[EXERCISE GOAL] Each line of the material is to be written out exactly.

[RECORDED INFORMATION]
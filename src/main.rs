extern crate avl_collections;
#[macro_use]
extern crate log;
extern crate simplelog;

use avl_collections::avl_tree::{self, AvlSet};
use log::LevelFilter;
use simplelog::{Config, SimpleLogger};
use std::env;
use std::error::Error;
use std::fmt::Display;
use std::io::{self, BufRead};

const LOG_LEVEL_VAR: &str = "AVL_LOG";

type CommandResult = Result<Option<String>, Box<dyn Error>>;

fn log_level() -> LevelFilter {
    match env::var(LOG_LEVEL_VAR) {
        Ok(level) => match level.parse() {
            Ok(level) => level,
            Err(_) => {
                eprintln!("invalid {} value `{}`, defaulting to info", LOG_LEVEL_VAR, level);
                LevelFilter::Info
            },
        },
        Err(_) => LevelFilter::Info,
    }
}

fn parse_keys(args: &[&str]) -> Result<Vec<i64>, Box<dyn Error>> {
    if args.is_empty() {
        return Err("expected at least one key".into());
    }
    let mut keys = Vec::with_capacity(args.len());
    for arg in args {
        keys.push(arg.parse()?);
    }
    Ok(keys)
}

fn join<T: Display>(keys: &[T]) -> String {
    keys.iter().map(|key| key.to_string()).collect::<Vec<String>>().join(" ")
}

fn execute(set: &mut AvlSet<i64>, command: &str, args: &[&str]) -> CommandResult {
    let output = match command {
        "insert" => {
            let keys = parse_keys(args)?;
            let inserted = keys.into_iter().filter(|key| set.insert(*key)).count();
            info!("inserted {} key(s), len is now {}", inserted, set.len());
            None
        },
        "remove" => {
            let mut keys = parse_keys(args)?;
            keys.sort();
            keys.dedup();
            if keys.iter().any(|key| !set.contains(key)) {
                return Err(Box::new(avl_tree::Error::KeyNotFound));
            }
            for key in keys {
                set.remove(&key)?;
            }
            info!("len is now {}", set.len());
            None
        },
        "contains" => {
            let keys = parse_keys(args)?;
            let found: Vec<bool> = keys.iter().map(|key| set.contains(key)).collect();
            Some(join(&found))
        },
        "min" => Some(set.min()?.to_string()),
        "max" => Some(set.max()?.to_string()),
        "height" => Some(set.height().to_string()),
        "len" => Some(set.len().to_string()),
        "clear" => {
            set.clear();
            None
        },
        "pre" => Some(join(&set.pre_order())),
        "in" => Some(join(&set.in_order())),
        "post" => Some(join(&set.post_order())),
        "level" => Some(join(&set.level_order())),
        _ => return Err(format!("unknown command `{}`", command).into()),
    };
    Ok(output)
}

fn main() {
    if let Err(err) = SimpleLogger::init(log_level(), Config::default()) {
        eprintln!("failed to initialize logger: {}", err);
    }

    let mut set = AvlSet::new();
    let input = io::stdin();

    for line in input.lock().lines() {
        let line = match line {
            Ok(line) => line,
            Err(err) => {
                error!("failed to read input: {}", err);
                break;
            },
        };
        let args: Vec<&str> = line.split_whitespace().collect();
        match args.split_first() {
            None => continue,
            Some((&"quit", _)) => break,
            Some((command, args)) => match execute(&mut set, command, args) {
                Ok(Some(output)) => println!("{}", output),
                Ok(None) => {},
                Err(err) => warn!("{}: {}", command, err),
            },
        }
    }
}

[COMPLETED TASK]
filename src/main.rs
extern crate avl_collections;
#[macro_use]
extern crate log;
extern crate simplelog;

use avl_collections::avl_tree::{self, AvlSet};
use log::LevelFilter;
use simplelog::{Config, SimpleLogger};
use std::env;
use std::error::Error;
use std::fmt::Display;
use std::io::{self, BufRead};

const LOG_LEVEL_VAR: &str = "AVL_LOG";

type CommandResult = Result<Option<String>, Box<dyn Error>>;

fn log_level() -> LevelFilter {
    match env::var(LOG_LEVEL_VAR) {
        Ok(level) => match level.parse() {
            Ok(level) => level,
            Err(_) => {
                eprintln!("invalid {} value `{}`, defaulting to info", LOG_LEVEL_VAR, level);
                LevelFilter::Info
            },
        },
        Err(_) => LevelFilter::Info,
    }
}

fn parse_keys(args: &[&str]) -> Result<Vec<i64>, Box<dyn Error>> {
    if args.is_empty() {
        return Err("expected at least one key".into());
    }
    let mut keys = Vec::with_capacity(args.len());
    for arg in args {
        keys.push(arg.parse()?);
    }
    Ok(keys)
}

fn join<T: Display>(keys: &[T]) -> String {
    keys.iter().map(|key| key.to_string()).collect::<Vec<String>>().join(" ")
}

fn execute(set: &mut AvlSet<i64>, command: &str, args: &[&str]) -> CommandResult {
    let output = match command {
        "insert" => {
            let keys = parse_keys(args)?;
            let inserted = keys.into_iter().filter(|key| set.insert(*key)).count();
            info!("inserted {} key(s), len is now {}", inserted, set.len());
            None
        },
        "remove" => {
            let mut keys = parse_keys(args)?;
            keys.sort();
            keys.dedup();
            if keys.iter().any(|key| !set.contains(key)) {
                return Err(Box::new(avl_tree::Error::KeyNotFound));
            }
            for key in keys {
                set.remove(&key)?;
            }
            info!("len is now {}", set.len());
            None
        },
        "contains" => {
            let keys = parse_keys(args)?;
            let found: Vec<bool> = keys.iter().map(|key| set.contains(key)).collect();
            Some(join(&found))
        },
        "min" => Some(set.min()?.to_string()),
        "max" => Some(set.max()?.to_string()),
        "height" => Some(set.height().to_string()),
        "len" => Some(set.len().to_string()),
        "clear" => {
            set.clear();
            None
        },
        "pre" => Some(join(&set.pre_order())),
        "in" => Some(join(&set.in_order())),
        "post" => Some(join(&set.post_order())),
        "level" => Some(join(&set.level_order())),
        _ => return Err(format!("unknown command `{}`", command).into()),
    };
    Ok(output)
}

fn main() {
    if let Err(err) = SimpleLogger::init(log_level(), Config::default()) {
        eprintln!("failed to initialize logger: {}", err);
    }

    let mut set = AvlSet::new();
    let input = io::stdin();

    for line in input.lock().lines() {
        let line = match line {
            Ok(line) => line,
            Err(err) => {
                error!("failed to read input: {}", err);
                break;
            },
        };
        let args: Vec<&str> = line.split_whitespace().collect();
        match args.split_first() {
            None => continue,
            Some((&"quit", _)) => break,
            Some((command, args)) => match execute(&mut set, command, args) {
                Ok(Some(output)) => println!("{}", output),
                Ok(None) => {},
                Err(err) => warn!("{}: {}", command, err),
            },
        }
    }
}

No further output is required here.